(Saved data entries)

<<<<

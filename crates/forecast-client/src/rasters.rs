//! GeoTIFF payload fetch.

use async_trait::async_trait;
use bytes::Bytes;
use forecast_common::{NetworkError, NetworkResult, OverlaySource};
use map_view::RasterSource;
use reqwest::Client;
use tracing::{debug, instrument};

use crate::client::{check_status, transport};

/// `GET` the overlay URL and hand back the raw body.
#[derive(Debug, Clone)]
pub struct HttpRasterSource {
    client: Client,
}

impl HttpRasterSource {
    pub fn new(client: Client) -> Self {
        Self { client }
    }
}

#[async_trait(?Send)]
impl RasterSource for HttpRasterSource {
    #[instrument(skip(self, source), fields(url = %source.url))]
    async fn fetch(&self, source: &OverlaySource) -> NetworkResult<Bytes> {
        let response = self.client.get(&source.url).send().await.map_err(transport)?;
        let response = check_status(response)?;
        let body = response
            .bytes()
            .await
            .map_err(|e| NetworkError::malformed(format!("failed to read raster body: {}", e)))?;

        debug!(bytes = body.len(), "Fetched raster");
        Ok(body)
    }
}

>>>>
<<<<

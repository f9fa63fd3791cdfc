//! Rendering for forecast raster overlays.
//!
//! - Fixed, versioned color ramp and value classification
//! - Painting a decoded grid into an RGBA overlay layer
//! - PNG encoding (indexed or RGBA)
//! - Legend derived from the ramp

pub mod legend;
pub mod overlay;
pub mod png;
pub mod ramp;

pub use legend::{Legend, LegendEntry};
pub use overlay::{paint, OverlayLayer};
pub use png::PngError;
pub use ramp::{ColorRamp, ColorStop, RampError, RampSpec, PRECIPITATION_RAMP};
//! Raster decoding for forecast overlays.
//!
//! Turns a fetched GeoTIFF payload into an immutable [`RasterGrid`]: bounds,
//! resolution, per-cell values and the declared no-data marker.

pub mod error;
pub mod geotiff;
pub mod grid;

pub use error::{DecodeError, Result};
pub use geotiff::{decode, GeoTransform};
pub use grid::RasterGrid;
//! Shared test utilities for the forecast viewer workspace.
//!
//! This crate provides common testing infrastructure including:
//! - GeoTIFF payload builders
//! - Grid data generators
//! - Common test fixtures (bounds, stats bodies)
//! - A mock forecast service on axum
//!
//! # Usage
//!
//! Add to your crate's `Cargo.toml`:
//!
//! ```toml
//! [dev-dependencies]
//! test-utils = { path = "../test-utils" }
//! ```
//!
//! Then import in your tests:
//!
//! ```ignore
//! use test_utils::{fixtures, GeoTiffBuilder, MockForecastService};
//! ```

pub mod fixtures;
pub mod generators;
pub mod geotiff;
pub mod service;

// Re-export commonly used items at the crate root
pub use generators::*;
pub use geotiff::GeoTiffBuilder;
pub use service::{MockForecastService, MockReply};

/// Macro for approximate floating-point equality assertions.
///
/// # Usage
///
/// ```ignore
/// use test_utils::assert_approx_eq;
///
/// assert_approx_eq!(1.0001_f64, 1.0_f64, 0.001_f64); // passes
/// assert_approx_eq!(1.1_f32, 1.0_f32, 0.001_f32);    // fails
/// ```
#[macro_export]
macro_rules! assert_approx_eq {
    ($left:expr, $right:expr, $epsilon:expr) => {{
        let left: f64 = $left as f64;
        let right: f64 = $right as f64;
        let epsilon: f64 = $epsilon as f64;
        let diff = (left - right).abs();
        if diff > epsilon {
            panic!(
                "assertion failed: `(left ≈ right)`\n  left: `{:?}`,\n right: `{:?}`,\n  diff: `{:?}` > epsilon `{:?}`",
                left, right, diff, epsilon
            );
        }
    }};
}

>>>>

[Activity]
In the entries above, identify every line with the word "transport". Copy those lines.

[Answer to the exercise]
use crate::client::{check_status, transport};
        let response = self.client.get(&source.url).send().await.map_err(transport)?;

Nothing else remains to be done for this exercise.